Exercise requirements - Wherever the string "into" occurs in a line of these records, report that line.

**** Supplied entries

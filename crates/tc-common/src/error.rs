//! Error types for transport delivery.

use thiserror::Error;

/// Failure of a single transport during dispatch.
///
/// Every variant carries the transport's index within the dispatch, i.e. its
/// position in registration order at the time the record was delivered.
#[derive(Error, Debug, Clone, PartialEq, Eq)]
pub enum TransportError {
    /// The transport reported a failure, synchronously or from its future.
    #[error("transport {index} failed: {message}")]
    Failed { index: usize, message: String },

    /// The transport panicked while delivering.
    #[error("transport {index} panicked: {message}")]
    Panicked { index: usize, message: String },

    /// The async delivery did not settle within the channel timeout.
    #[error("transport {index} timed out after {timeout_ms}ms")]
    Timeout { index: usize, timeout_ms: u64 },

    /// The transport returned a pending delivery but no Tokio runtime was
    /// available to drive it.
    #[error("transport {index} returned a pending delivery outside a tokio runtime")]
    NoRuntime { index: usize },
}

impl TransportError {
    /// Index of the failing transport.
    pub fn index(&self) -> usize {
        match self {
            TransportError::Failed { index, .. }
            | TransportError::Panicked { index, .. }
            | TransportError::Timeout { index, .. }
            | TransportError::NoRuntime { index } => *index,
        }
    }

    /// Whether this error came from the timeout race.
    pub fn is_timeout(&self) -> bool {
        matches!(self, TransportError::Timeout { .. })
    }
}

#[cfg(test)]
mod tests {
    use super::*;

    #[test]
    fn test_index_for_every_variant() {
        let errors = [
            TransportError::Failed { index: 1, message: "x".into() },
            TransportError::Panicked { index: 1, message: "x".into() },
            TransportError::Timeout { index: 1, timeout_ms: 10 },
            TransportError::NoRuntime { index: 1 },
        ];
        for err in errors {
            assert_eq!(err.index(), 1);
        }
    }

    #[test]
    fn test_timeout_display() {
        let err = TransportError::Timeout { index: 2, timeout_ms: 250 };
        assert!(err.is_timeout());
        assert_eq!(err.to_string(), "transport 2 timed out after 250ms");
    }
}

********

Solution for this problem -
            TransportError::Failed { index: 1, message: "x".into() },
            TransportError::Panicked { index: 1, message: "x".into() },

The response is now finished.